J’ai lu les lettres qui sont venues hier soir, elles sont toutes plus ou moins intéressantes. J’en excepte celle qui contient un chèque de cent trois francs 15 centimesa payable au Siège de la Société Générale de la compagnie de Saint-Quentin rue de Provence 54. Cette somme, la seconde que t’envoie le maire de Saint-Quentin, est le produit de la souscription ouverte au cercle de la ville en faveur des amnistiés [1]. Il te demande comme la plus précieuse faveur que tu lui en accusesb réception de ta main. Sa lettre est touchante et profondément respectueuse. Tu feras bien de lui accorder ce qu’il te demande.

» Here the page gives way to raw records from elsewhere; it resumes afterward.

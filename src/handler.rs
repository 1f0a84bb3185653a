//! Handler trait and type erasure.
//!
//! The router stores handlers of different concrete types side by side, so
//! each one is wrapped in a small struct and kept as `Arc<dyn ErasedHandler>`:
//!
//! ```text
//! async fn upload(req: Request) -> Response { … }   ← user writes this
//!        ↓ router.on(Method::POST, "/upload", upload)
//! Arc::new(FnHandler(upload))                       ← BoxedHandler
//!        ↓
//! handler.call(req)                                 ← one vtable dispatch
//!        ↓
//! Box::pin(async { upload(req).await.into_response() })
//! ```

use std::future::Future;
use std::pin::Pin;
use std::sync::Arc;

use crate::request::Request;
use crate::response::{IntoResponse, Response};

/// A heap-allocated, type-erased future that resolves to a [`Response`].
pub type BoxFuture = Pin<Box<dyn Future<Output = Response> + Send + 'static>>;

/// Internal dispatch interface.
///
/// `#[doc(hidden)] pub` rather than `pub(crate)` because it appears in the
/// return type of the public `Handler` trait's `into_boxed_handler` method.
#[doc(hidden)]
pub trait ErasedHandler {
    fn call(&self, req: Request) -> BoxFuture;
}

/// A type-erased handler shared across concurrent requests.
#[doc(hidden)]
pub type BoxedHandler = Arc<dyn ErasedHandler + Send + Sync + 'static>;

/// Implemented for every valid route handler.
///
/// Satisfied by any `async fn` (or closure) with the shape
///
/// ```text
/// async fn name(req: Request) -> impl IntoResponse
/// ```
///
/// and by [`StaticFiles`](crate::StaticFiles). The trait is sealed.
pub trait Handler: private::Sealed + Send + Sync + 'static {
    #[doc(hidden)]
    fn into_boxed_handler(self) -> BoxedHandler;
}

pub(crate) mod private {
    pub trait Sealed {}
}

impl<F, Fut, R> private::Sealed for F
where
    F: Fn(Request) -> Fut + Send + Sync + 'static,
    Fut: Future<Output = R> + Send + 'static,
    R: IntoResponse + Send + 'static,
{
}

impl<F, Fut, R> Handler for F
where
    F: Fn(Request) -> Fut + Send + Sync + 'static,
    Fut: Future<Output = R> + Send + 'static,
    R: IntoResponse + Send + 'static,
{
    fn into_boxed_handler(self) -> BoxedHandler {
        Arc::new(FnHandler(self))
    }
}

/// Newtype wrapper bridging a concrete handler `F` to [`ErasedHandler`].
struct FnHandler<F>(F);

impl<F, Fut, R> ErasedHandler for FnHandler<F>
where
    F: Fn(Request) -> Fut + Send + Sync,
    Fut: Future<Output = R> + Send + 'static,
    R: IntoResponse + Send + 'static,
{
    fn call(&self, req: Request) -> BoxFuture {
        let fut = (self.0)(req);
        Box::pin(async move { fut.await.into_response() })
    }
}

/// Default fallback: nothing matched.
pub(crate) async fn not_found(_req: Request) -> Response {
    Response::status(http::StatusCode::NOT_FOUND)
}
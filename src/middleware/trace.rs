//! Per-request tracing span.

use std::time::Instant;

use tracing::{Instrument, info, info_span};

use crate::handler::BoxFuture;
use crate::middleware::{Middleware, Next};
use crate::request::Request;

/// Opens a `request` span carrying method and path, and logs status and
/// latency once the rest of the chain has answered.
///
/// Register it first so every later middleware logs inside the span.
#[derive(Clone, Copy, Debug, Default)]
pub struct Trace;

impl Middleware for Trace {
    fn call(&self, req: Request, next: Next) -> BoxFuture {
        let span = info_span!("request", method = %req.method(), path = %req.path());
        Box::pin(
            async move {
                let start = Instant::now();
                let res = next.run(req).await;
                info!(
                    status = res.status_code().as_u16(),
                    latency_us = start.elapsed().as_micros() as u64,
                    "finished"
                );
                res
            }
            .instrument(span),
        )
    }
}
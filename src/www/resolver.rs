//! Turning a classified request into a [`ResponseDescriptor`].

use std::future::Future;
use std::path::{Component, Path, PathBuf};

use bytes::BytesMut;
use futures::StreamExt;
use futures::future::BoxFuture;
use serde_json::Value;

use crate::error::{Error, Result};
use crate::fs::ReactiveFs;
use crate::fs::stream::ByteStream;
use crate::http::mime;
use crate::http::response::ResponseDescriptor;

/// Decides the response for a static asset request.
///
/// `filename` is already joined onto the static root. Implement this to
/// replace the default file lookup.
pub trait AssetResolver: Send + Sync {
    fn resolve(&self, filename: PathBuf) -> BoxFuture<'static, Result<ResponseDescriptor>>;
}

impl<F, Fut> AssetResolver for F
where
    F: Fn(PathBuf) -> Fut + Send + Sync,
    Fut: Future<Output = Result<ResponseDescriptor>> + Send + 'static,
{
    fn resolve(&self, filename: PathBuf) -> BoxFuture<'static, Result<ResponseDescriptor>> {
        Box::pin(self(filename))
    }
}

/// Default asset lookup: readable file → 200 streamed from disk; a path that
/// names no usable file (missing, unreadable, bad name) → plain-text 404.
#[derive(Debug, Clone)]
pub struct FsAssetResolver {
    fs: ReactiveFs,
}

impl FsAssetResolver {
    pub fn new(fs: ReactiveFs) -> Self {
        Self { fs }
    }
}

impl AssetResolver for FsAssetResolver {
    fn resolve(&self, filename: PathBuf) -> BoxFuture<'static, Result<ResponseDescriptor>> {
        let probe = self.fs.access_read(filename.clone());

        Box::pin(async move {
            match probe.await {
                Ok(path) => {
                    let content_type = mime::for_path(&path);
                    Ok(ResponseDescriptor::asset(path, content_type))
                }
                Err(e) if e.is_unresolvable_path() => {
                    tracing::info!(path = %filename.display(), error = %e, "not exists");
                    Ok(ResponseDescriptor::not_found())
                }
                Err(e) => Err(e),
            }
        })
    }
}

/// Maps a URL path onto the static root.
///
/// `/` and any path ending in `/` get the index document appended. Returns
/// `None` for paths that would leave the root or are not valid UTF-8 after
/// percent-decoding.
pub fn asset_path(root: &Path, index: &str, url_path: &str) -> Option<PathBuf> {
    let decoded = urlencoding::decode(url_path).ok()?;

    let mut path = root.to_path_buf();
    for component in Path::new(decoded.trim_start_matches('/')).components() {
        match component {
            Component::Normal(segment) => path.push(segment),
            Component::CurDir => {}
            _ => return None,
        }
    }

    if decoded.ends_with('/') {
        path.push(index);
    }
    Some(path)
}

/// Drains an API request body and decodes it as JSON.
///
/// An empty body decodes to an empty object.
pub async fn read_api_body(mut body: ByteStream) -> Result<Value> {
    let mut buf = BytesMut::new();
    while let Some(chunk) = body.next().await {
        buf.extend_from_slice(&chunk.map_err(Error::BodySource)?);
    }
    parse_api_body(&buf)
}

pub fn parse_api_body(bytes: &[u8]) -> Result<Value> {
    if bytes.is_empty() {
        return Ok(Value::Object(Default::default()));
    }
    serde_json::from_slice(bytes).map_err(Error::MalformedBody)
}

#[cfg(test)]
mod tests {
    use super::*;

    #[test]
    fn root_maps_to_index() {
        let root = Path::new("/srv/www");
        assert_eq!(
            asset_path(root, "index.html", "/"),
            Some(PathBuf::from("/srv/www/index.html"))
        );
        assert_eq!(
            asset_path(root, "index.html", "/docs/"),
            Some(PathBuf::from("/srv/www/docs/index.html"))
        );
    }

    #[test]
    fn percent_decoding_and_traversal() {
        let root = Path::new("/srv/www");
        assert_eq!(
            asset_path(root, "index.html", "/my%20file.txt"),
            Some(PathBuf::from("/srv/www/my file.txt"))
        );
        assert_eq!(asset_path(root, "index.html", "/%2e%2e/secret"), None);
    }

    #[test]
    fn empty_body_is_empty_object() {
        assert_eq!(parse_api_body(b"").unwrap(), serde_json::json!({}));
        assert!(matches!(parse_api_body(b"{oops"), Err(Error::MalformedBody(_))));
    }
}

Je crois que je vais me fendre d’une lettre à Leconte de Lislec tout à l’heure, tant pis si je patauge à travers la syntaxe, et à ce propos il me semble difficile que tu ne l’invitesd pas à ton banquet [2] l’avant-veille du jour où il aura lieu ? Au reste ce que je t’en dis n’est que pour t’y faire penser dans le cas où tu croirais devoir faire cet honneur à ce pauvre poète malmené par le sort.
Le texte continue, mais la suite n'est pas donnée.